Whatever the exact magnitude of the desired reduction of dollar reserve holdings by EU countries, the possible resulting pressures on the dollar are not likely to be the dominant force on exchange rates after EMU. Other factors, like the monetary policy stance and credibility of the ECB and the cyclical position of the EU relative to the United States and Japan will be more important influences on the exchange rate of the euro. First, the amount of excess reserves, though not negligible, is not enormous. The international investment position of the United States involved assets and liabilities of $3.35 trillion and $4.13 trillion, respectively, dwarfing the reserves figure.13 Even compared to annual balance of payments flows, the estimation of excess reserves is not too large; for instance, the U.S. current account deficit was of the order of $150 billion in 1995. Second, empirical studies have long failed to isolate a consistent effect of changes in foreign exchange reserves on exchange rates of major currencies.14 Third, European central banks and the ECB would have no desire to reduce their holdings in a disruptive way, and they would be unlikely to rush to do so, especially in the early years of EMU. Indeed, there might be a desire to hold precautionary reserve levels to smooth out any possible volatility in exchange markets, especially in a period in which the credibility of the euro was yet to be established.
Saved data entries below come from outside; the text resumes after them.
//! ZTrack 联动几何引擎
//!
//! 维护一组可拖拽控制柄（点、折线）之间的坐标联动关系，
//! 在拖拽过程中实时预览，手势结束后一次性提交。
//!
//! # 架构设计
//!
//! - `EditSession`: 会话上下文，持有实体、联动图、消息总线、延迟队列和拖拽会话
//! - `LinkGraph`: 实体之间索引级别的联动边，传播算法在这里
//! - `DragSession`: 指针驱动的刚体变换与预览几何
//! - `TaskQueue`: 场景写入延迟到宿主的下一个 tick
//! - `Tracker`: 面向用户的控制柄，由实体和若干能力组合而成
//!
//! # 示例
//!
//! ```rust
//! use ztrack_core::prelude::*;
//!
//! let mut session = EditSession::default();
//! let a = Tracker::line(&mut session, "a", Point3::new(-1.0, 0.0, 0.0), Point3::origin());
//! let b = Tracker::line(&mut session, "b", Point3::origin(), Point3::new(1.0, 0.0, 0.0));
//!
//! // a 的终点与 b 的起点联动
//! a.link(&mut session, LinkIndex::Vertex(1), &b, &[LinkIndex::Vertex(0)], false).unwrap();
//!
//! a.update(&mut session, vec![Point3::new(-1.0, 0.0, 0.0), Point3::new(1.0, 1.0, 0.0)]).unwrap();
//! assert_eq!(b.coordinates(&session).unwrap()[0], Point3::new(1.0, 1.0, 0.0));
//! ```

pub mod config;
pub mod deferred;
pub mod drag;
pub mod entity;
pub mod error;
pub mod input;
pub mod link;
pub mod math;
pub mod message;
pub mod scene;
pub mod session;
pub mod tracker;
pub mod transform;

pub mod prelude {
    //! 常用类型的便捷导入
    pub use crate::config::{DragConfig, RotateModifier};
    pub use crate::deferred::{FlushReport, TaskQueue};
    pub use crate::drag::{DragMode, DragSession, DragState};
    pub use crate::entity::{CoordinateProvider, EntityId, GeometryEntity};
    pub use crate::error::TrackerError;
    pub use crate::input::{
        DriverOutcome, Modifiers, MouseButton, PointerDriver, PointerEvent, PointerEventKind,
    };
    pub use crate::link::{LinkEdge, LinkGraph, LinkIndex};
    pub use crate::math::{Matrix4, Point2, Point3, Vector3};
    pub use crate::message::{BusHost, EventKind, Message, MessageBus, MessageData};
    pub use crate::scene::{MemoryScene, PlanarViewport, SceneGraph, Viewport};
    pub use crate::session::{EditSession, UpdateOutcome, UpdateSource};
    pub use crate::tracker::{
        BoxTracker, DragCallbacks, DragPhase, DragStyle, Draggable, PolylineTracker, Selectable,
        Tracker, TrackerKind,
    };
    pub use crate::transform::DragTransform;
}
The conclusion that excess reserves in Europe are not likely to lead to significant downward pressure on the dollar after EMU is generally shared by other commentators, with varying emphasis however on the extent that it may be a problem at all. Kenen (1993), for instance, argues that changes in dollar holdings and the use of the euro as reserve currency will both occur gradually, not suddenly as a result of asset switching. He points to the fact that total reserve holdings were not adjusted quickly after the break-down of Bretton Woods in 1973. Because EU central banks may want to resist a depreciation of the dollar, they may be reluctant to reduce their holdings at all; for this reason, it may be desirable to consider establishing a substitution account (Kenen, 1993, note 13). A report of a working group of the ECU Institute argues that “the European authorities may simply choose to hold longer-term dollar assets rather than shift out of the U.S. currency altogether” (Thygesen, 1995, p. 135). Goldman Sachs (1996) and Salomon Brothers (1996) estimate that shifts in central banks’ foreign exchange reserves will not cause exchange market upheavals or have a big impact on the euro’s external value.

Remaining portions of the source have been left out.